Deux corps de bâtiments se déploient au nord et au sud de ce premier édifice. Au nord, le bâtiment dégagé semble correspondre au prolongement de la maison principale par sa ressemblance et le fait qu’ils soient raccordés par un chemin pavé. La mise au jour de deux structures internes bâties de composition mixte, faites de pierres et de briques, apporte les premiers éléments de compréhension de cet espace. La première, dans la moitié est, s’apparente à un potager. La seconde, dans l’angle sud-ouest du bâtiment, pourrait correspondre à un four, peut-être un four à pain. Ces deux structures tendent à interpréter ce bâtiment comme une cuisine connexe à la maison principale, localisée à l’écart pour des questions de sécurité.

Fig. 4 : Orthophotographie de la cuisine connexe à l’habitation principale. Crédit : Éveha, 2022.

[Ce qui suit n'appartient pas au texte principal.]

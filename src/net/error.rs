//! Failure taxonomy for the remote scheduling service.
//!
//! Every gateway call resolves to exactly one of these variants; nothing in
//! the client retries on its own, so callers decide whether to resubmit.

use thiserror::Error;

/// A failed interaction with the scheduling service.
///
/// `Display` output is user-facing: the session store records it verbatim
/// in its `error` field and pages render it next to forms.
#[derive(Clone, Debug, PartialEq, Eq, Error)]
pub enum ApiError {
    /// The request never completed (DNS, connection, malformed body).
    #[error("could not reach the server: {0}")]
    Network(String),

    /// The login endpoint rejected the submitted credentials.
    #[error("{0}")]
    InvalidCredentials(String),

    /// A registration endpoint rejected the submitted fields.
    #[error("{0}")]
    Validation(String),

    /// No token is stored; detected client-side without a request.
    #[error("not signed in")]
    Unauthenticated,

    /// The service rejected the stored token on an authenticated request.
    #[error("your session has expired, please sign in again")]
    InvalidSession,
}
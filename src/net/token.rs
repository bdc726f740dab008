//! Durable token slot backed by `localStorage`.
//!
//! The token is an opaque string; its presence proves nothing beyond "a
//! login succeeded at some point", and only the service can say whether
//! it is still honored. The auth gateway is the sole writer of this slot,
//! and the request helper its only other reader. Requires a browser
//! environment; outside the `csr` feature the slot is always empty.

#[cfg(feature = "csr")]
const STORAGE_KEY: &str = "medbook_auth_token";

/// Read the stored token, if any.
pub(super) fn read() -> Option<String> {
    #[cfg(feature = "csr")]
    {
        let window = web_sys::window()?;
        window.local_storage().ok().flatten()?.get_item(STORAGE_KEY).ok().flatten()
    }
    #[cfg(not(feature = "csr"))]
    {
        None
    }
}

/// Store a freshly issued token, replacing any previous one.
pub(super) fn write(token: &str) {
    #[cfg(feature = "csr")]
    {
        if let Some(window) = web_sys::window() {
            if let Ok(Some(storage)) = window.local_storage() {
                let _ = storage.set_item(STORAGE_KEY, token);
            }
        }
    }
    #[cfg(not(feature = "csr"))]
    {
        let _ = token;
    }
}

/// Remove the stored token. Safe to call when none is stored.
pub(super) fn clear() {
    #[cfg(feature = "csr")]
    {
        if let Some(window) = web_sys::window() {
            if let Ok(Some(storage)) = window.local_storage() {
                let _ = storage.remove_item(STORAGE_KEY);
            }
        }
    }
}
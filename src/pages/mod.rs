//! Routed pages.

pub mod doctor;
pub mod home;
pub mod login;
pub mod patient;
pub mod register;
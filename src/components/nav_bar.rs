//! Top navigation bar with session-aware links.

use leptos::prelude::*;
use leptos_router::NavigateOptions;
use leptos_router::hooks::use_navigate;

use crate::net::auth::AuthGateway;
use crate::routes;
use crate::state::session::{self, SessionState};

/// Navigation bar shown on every page.
///
/// Reacts to the shared session signal: role links appear for the
/// signed-in role, and the sign-out button tears the session down and
/// returns to the landing page.
#[component]
pub fn NavBar() -> impl IntoView {
    let session = expect_context::<RwSignal<SessionState>>();
    let gateway = expect_context::<AuthGateway>();
    let navigate = use_navigate();

    let role_link = move || {
        let state = session.get();
        if state.is_patient() {
            Some(view! { <a class="nav-bar__link" href=routes::PATIENT>"My appointments"</a> })
        } else if state.is_doctor() {
            Some(view! { <a class="nav-bar__link" href=routes::DOCTOR>"My schedule"</a> })
        } else {
            None
        }
    };

    let account = move || {
        let state = session.get();
        match state.identity {
            Some(identity) => {
                let navigate = navigate.clone();
                let on_logout = move |_| {
                    session::logout(session, &gateway);
                    navigate(routes::HOME, NavigateOptions::default());
                };
                view! {
                    <span class="nav-bar__account">
                        <span class="nav-bar__user">{identity.name}</span>
                        <button class="btn nav-bar__logout" on:click=on_logout>
                            "Sign out"
                        </button>
                    </span>
                }
                .into_any()
            }
            None => view! { <a class="nav-bar__link" href=routes::LOGIN>"Sign in"</a> }.into_any(),
        }
    };

    view! {
        <nav class="nav-bar">
            <a class="nav-bar__brand" href=routes::HOME>
                "MedBook"
            </a>
            {role_link}
            <span class="nav-bar__spacer"></span>
            {account}
        </nav>
    }
}
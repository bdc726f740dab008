//! Root application component with routing and context providers.

use leptos::prelude::*;
use leptos_meta::{Title, provide_meta_context};
use leptos_router::{
    StaticSegment,
    components::{Route, Router, Routes},
};

use crate::components::nav_bar::NavBar;
use crate::guard::Guarded;
use crate::net::auth::AuthGateway;
use crate::pages::doctor::DoctorPage;
use crate::pages::home::HomePage;
use crate::pages::login::LoginPage;
use crate::pages::patient::PatientPage;
use crate::pages::register::{RegisterDoctorPage, RegisterPatientPage};
use crate::routes;
use crate::state::session::{self, SessionState};

/// Root application component.
///
/// Creates the one session signal and the auth gateway, provides both
/// via context, and wires the route table to pages. The guarded routes
/// wrap their page in [`Guarded`] with the meta from the route table.
#[component]
pub fn App() -> impl IntoView {
    provide_meta_context();

    // Created once here; lives for the whole page session.
    let session = RwSignal::new(SessionState::default());
    let gateway = AuthGateway::new();
    provide_context(session);
    provide_context(gateway);

    // Resolve the session from any token a previous visit left behind.
    leptos::task::spawn_local(async move {
        session::refresh(session, &gateway).await;
    });

    view! {
        <Title text="MedBook"/>

        <Router>
            <NavBar/>
            <main class="app__main">
                <Routes fallback=|| "Page not found.".into_view()>
                    <Route path=StaticSegment("") view=HomePage/>
                    <Route path=StaticSegment("login") view=LoginPage/>
                    <Route
                        path=(StaticSegment("register"), StaticSegment("patient"))
                        view=RegisterPatientPage
                    />
                    <Route
                        path=(StaticSegment("register"), StaticSegment("doctor"))
                        view=RegisterDoctorPage
                    />
                    <Route
                        path=StaticSegment("patient")
                        view=|| {
                            view! {
                                <Guarded meta=routes::meta_for(routes::PATIENT)>
                                    <PatientPage/>
                                </Guarded>
                            }
                        }
                    />
                    <Route
                        path=StaticSegment("doctor")
                        view=|| {
                            view! {
                                <Guarded meta=routes::meta_for(routes::DOCTOR)>
                                    <DoctorPage/>
                                </Guarded>
                            }
                        }
                    />
                </Routes>
            </main>
        </Router>
    }
}
//! Doctor workspace: publish slots, reschedule them, review bookings.

use leptos::prelude::*;

use crate::net::schedule;
use crate::net::types::{NewSlot, SlotUpdate};
use crate::state::session::SessionState;

/// Doctor page. Reached only through the guard with a fresh
/// `Doctor`-role check; the session context supplies the doctor id.
#[component]
pub fn DoctorPage() -> impl IntoView {
    let session = expect_context::<RwSignal<SessionState>>();

    let doctor_id = move || session.get().identity.map(|identity| identity.id);

    let slots = LocalResource::new(move || {
        let id = doctor_id();
        async move {
            match id {
                Some(id) => schedule::doctor_appointments(&id).await,
                None => Ok(Vec::new()),
            }
        }
    });

    let patients = LocalResource::new(|| schedule::list_patients());

    let new_time = RwSignal::new(String::new());
    let move_time = RwSignal::new(String::new());
    let error = RwSignal::new(None::<String>);

    let publish = move |_| {
        let starts_at = new_time.get().trim().to_owned();
        let Some(id) = doctor_id() else { return };
        if starts_at.is_empty() {
            return;
        }
        error.set(None);
        leptos::task::spawn_local(async move {
            let batch = [NewSlot { doctor_id: id, starts_at }];
            match schedule::create_slots(&batch).await {
                Ok(_) => {
                    new_time.set(String::new());
                    slots.refetch();
                }
                Err(err) => error.set(Some(err.to_string())),
            }
        });
    };

    let reschedule = move |slot_id: String| {
        let starts_at = move_time.get().trim().to_owned();
        if starts_at.is_empty() {
            return;
        }
        error.set(None);
        leptos::task::spawn_local(async move {
            match schedule::update_slot(&slot_id, &SlotUpdate { starts_at }).await {
                Ok(_) => slots.refetch(),
                Err(err) => error.set(Some(err.to_string())),
            }
        });
    };

    view! {
        <div class="doctor-page">
            <h1>"My schedule"</h1>
            {move || {
                error.get().map(|msg| view! { <p class="form__error">{msg}</p> })
            }}

            <section class="doctor-page__publish">
                <h2>"Publish a slot"</h2>
                <input
                    class="form__input"
                    type="datetime-local"
                    prop:value=move || new_time.get()
                    on:input=move |ev| new_time.set(event_target_value(&ev))
                />
                <button class="btn btn--primary" on:click=publish>
                    "Publish"
                </button>
            </section>

            <section class="doctor-page__slots">
                <h2>"Slots"</h2>
                <input
                    class="form__input"
                    type="datetime-local"
                    prop:value=move || move_time.get()
                    on:input=move |ev| move_time.set(event_target_value(&ev))
                />
                <Suspense fallback=move || view! { <p>"Loading slots..."</p> }>
                    <ul>
                        {move || {
                            slots.get().map(|result| match result {
                                Ok(list) if list.is_empty() => {
                                    view! { <p class="doctor-page__empty">"No slots published"</p> }
                                        .into_any()
                                }
                                Ok(list) => list
                                    .into_iter()
                                    .map(|slot| {
                                        let slot_id = slot.id.clone();
                                        let status = if slot.is_booked() { "booked" } else { "free" };
                                        view! {
                                            <li class="doctor-page__slot">
                                                <span>{slot.starts_at.clone()}</span>
                                                <span class="doctor-page__slot-status">{status}</span>
                                                <button
                                                    class="btn"
                                                    on:click=move |_| reschedule(slot_id.clone())
                                                >
                                                    "Move here"
                                                </button>
                                            </li>
                                        }
                                    })
                                    .collect::<Vec<_>>()
                                    .into_any(),
                                Err(err) => {
                                    view! { <p class="form__error">{err.to_string()}</p> }.into_any()
                                }
                            })
                        }}
                    </ul>
                </Suspense>
            </section>

            <section class="doctor-page__patients">
                <h2>"Registered patients"</h2>
                <Suspense fallback=move || view! { <p>"Loading patients..."</p> }>
                    <ul>
                        {move || {
                            patients.get().map(|result| match result {
                                Ok(list) => list
                                    .into_iter()
                                    .map(|patient| {
                                        view! {
                                            <li class="doctor-page__patient">
                                                {patient.name} " · " {patient.email}
                                            </li>
                                        }
                                    })
                                    .collect::<Vec<_>>()
                                    .into_any(),
                                Err(err) => {
                                    view! { <p class="form__error">{err.to_string()}</p> }.into_any()
                                }
                            })
                        }}
                    </ul>
                </Suspense>
            </section>
        </div>
    }
}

Des témoignages d’activité agricole ou artisanale

Au sud, les constructions sont plus légères. Le troisième bâtiment repéré pourrait ainsi correspondre à une seconde annexe, plutôt liée à une activité artisanale ou agricole, voire à un hangar. Un petit dépôt d’objets métalliques, dont la motivation reste à déterminer, a été retrouvé à cheval sur le mur gouttereau nord du bâtiment. Il se compose notamment d’éléments d’entraves, mais également de plusieurs pièces d’armes à feu. Le quatrième et dernier bâtiment observé le plus à l’ouest, est le plus sommaire et correspond potentiellement à une case d’esclave. L’espace est recouvert par un dôme de sédiment sablo-argileux jaunâtre matérialisant l’effondrement de parois en torchis. La présence de mobilier amérindien dans ce sédiment est à mettre en relation avec la terre utilisée, probablement issue d’une couche d’occupation plus ancienne mise au jour dans les sondages réalisés à l’extrémité est du plateau.

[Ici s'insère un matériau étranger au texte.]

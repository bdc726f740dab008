use std::cell::Cell;

use futures::executor::block_on;

use super::*;

fn identity(role: Role) -> Identity {
    Identity {
        id: "u1".to_owned(),
        role,
        name: "Ada".to_owned(),
        email: "ada@example.com".to_owned(),
    }
}

struct FakeApi {
    token: Cell<bool>,
    identity: Result<Identity, ApiError>,
    fetches: Cell<usize>,
}

impl FakeApi {
    fn new(token: bool, identity: Result<Identity, ApiError>) -> Self {
        Self { token: Cell::new(token), identity, fetches: Cell::new(0) }
    }
}

impl SessionApi for FakeApi {
    fn has_token(&self) -> bool {
        self.token.get()
    }

    fn logout(&self) {
        self.token.set(false);
    }

    async fn fetch_identity(&self) -> Result<Identity, ApiError> {
        self.fetches.set(self.fetches.get() + 1);
        self.identity.clone()
    }

    async fn login(
        &self,
        _credentials: &crate::net::types::Credentials,
    ) -> Result<Identity, ApiError> {
        unreachable!("the guard never logs in")
    }
}

// =============================================================
// Rules 1–3: no network needed
// =============================================================

#[test]
fn public_routes_are_always_allowed() {
    // Regardless of token or identity state.
    for (token, result) in [
        (false, Err(ApiError::Unauthenticated)),
        (true, Ok(identity(Role::Patient))),
        (true, Err(ApiError::InvalidSession)),
    ] {
        let api = FakeApi::new(token, result);
        assert_eq!(block_on(evaluate(RouteMeta::PUBLIC, &api)), GuardOutcome::Allow);
        assert_eq!(api.fetches.get(), 0);
    }
}

#[test]
fn guarded_routes_without_a_token_redirect_to_login() {
    let api = FakeApi::new(false, Ok(identity(Role::Doctor)));
    let meta = RouteMeta::for_role(Role::Doctor);
    assert_eq!(block_on(evaluate(meta, &api)), GuardOutcome::RedirectToLogin);
    // Settled from token presence alone.
    assert_eq!(api.fetches.get(), 0);
}

#[test]
fn authenticated_routes_without_a_role_constraint_skip_the_fetch() {
    let api = FakeApi::new(true, Err(ApiError::InvalidSession));
    let meta = RouteMeta { requires_auth: true, requires_role: None };
    assert_eq!(block_on(evaluate(meta, &api)), GuardOutcome::Allow);
    assert_eq!(api.fetches.get(), 0);
}

// =============================================================
// Rule 4: role checks
// =============================================================

#[test]
fn matching_role_is_allowed() {
    let api = FakeApi::new(true, Ok(identity(Role::Doctor)));
    let meta = RouteMeta::for_role(Role::Doctor);
    assert_eq!(block_on(evaluate(meta, &api)), GuardOutcome::Allow);
    assert_eq!(api.fetches.get(), 1);
}

#[test]
fn wrong_role_redirects_home_and_keeps_the_session() {
    let api = FakeApi::new(true, Ok(identity(Role::Doctor)));
    let meta = RouteMeta::for_role(Role::Patient);
    assert_eq!(block_on(evaluate(meta, &api)), GuardOutcome::RedirectToHome);
    // A mismatch is not an auth failure: the token survives.
    assert!(api.has_token());
}

#[test]
fn patient_reaching_a_doctor_route_redirects_home() {
    let api = FakeApi::new(true, Ok(identity(Role::Patient)));
    let meta = RouteMeta::for_role(Role::Doctor);
    assert_eq!(block_on(evaluate(meta, &api)), GuardOutcome::RedirectToHome);
}

#[test]
fn failed_role_check_clears_the_token_and_redirects_to_login() {
    let api = FakeApi::new(true, Err(ApiError::InvalidSession));
    let meta = RouteMeta::for_role(Role::Patient);
    assert_eq!(block_on(evaluate(meta, &api)), GuardOutcome::RedirectToLogin);
    assert!(!api.has_token());
}

#[test]
fn network_failure_during_a_role_check_is_treated_like_an_expired_session() {
    let api = FakeApi::new(true, Err(ApiError::Network("timeout".to_owned())));
    let meta = RouteMeta::for_role(Role::Doctor);
    assert_eq!(block_on(evaluate(meta, &api)), GuardOutcome::RedirectToLogin);
    assert!(!api.has_token());
}

#[test]
fn role_check_asks_the_service_every_time() {
    let api = FakeApi::new(true, Ok(identity(Role::Patient)));
    let meta = RouteMeta::for_role(Role::Patient);
    block_on(evaluate(meta, &api));
    block_on(evaluate(meta, &api));
    // Freshness over round-trips: no caching between transitions.
    assert_eq!(api.fetches.get(), 2);
}
//! Static route table: every navigable path and its access requirements.
//!
//! The table is data, not behavior: `App` wires each entry to its page
//! component, and the guard consults the attached [`RouteMeta`].

#[cfg(test)]
#[path = "routes_test.rs"]
mod routes_test;

use crate::guard::RouteMeta;
use crate::net::types::Role;

pub const HOME: &str = "/";
pub const LOGIN: &str = "/login";
pub const REGISTER_PATIENT: &str = "/register/patient";
pub const REGISTER_DOCTOR: &str = "/register/doctor";
pub const PATIENT: &str = "/patient";
pub const DOCTOR: &str = "/doctor";

/// One route table entry.
#[derive(Clone, Copy, Debug, PartialEq, Eq)]
pub struct RouteDef {
    pub path: &'static str,
    pub meta: RouteMeta,
}

/// The full route table. Guarded routes declare `requires_auth` and the
/// role-specific pages pin `requires_role`.
pub const ROUTES: [RouteDef; 6] = [
    RouteDef { path: HOME, meta: RouteMeta::PUBLIC },
    RouteDef { path: LOGIN, meta: RouteMeta::PUBLIC },
    RouteDef { path: REGISTER_PATIENT, meta: RouteMeta::PUBLIC },
    RouteDef { path: REGISTER_DOCTOR, meta: RouteMeta::PUBLIC },
    RouteDef { path: PATIENT, meta: RouteMeta::for_role(Role::Patient) },
    RouteDef { path: DOCTOR, meta: RouteMeta::for_role(Role::Doctor) },
];

/// Access requirements for a path; unknown paths are treated as public
/// (the router's fallback page carries no privileged content).
pub fn meta_for(path: &str) -> RouteMeta {
    ROUTES
        .iter()
        .find(|route| route.path == path)
        .map_or(RouteMeta::PUBLIC, |route| route.meta)
}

Fig. 5 : Dépôt de mobilier métallique. Crédit : Éveha, 2022.

Une occupation de la fin du 18e et du début du 19e siècle

Aucune étude mobilier n’est prévue pour cette opération. Cependant, selon les premières observations réalisées sur le terrain, la céramique, bien que fragmentaire, présente plusieurs décors assez reconnaissables et attribuables à une période comprise entre la fin de la seconde moitié du 18e siècle et la première moitié du 19e siècle. Ces éléments sont également associés à des fragments de pipes en terre cuite blanche et à du mobilier en verre, principalement des bouteilles, parfois complètes. La fonction précise de chacun de ces bâtiments reste à approfondir. Néanmoins, le potentiel archéologique du site est confirmé, et son état de conservation permet d’envisager la mise en place de travaux ultérieurs plus approfondis, peut-être sous la forme d’une fouille archéologique programmée.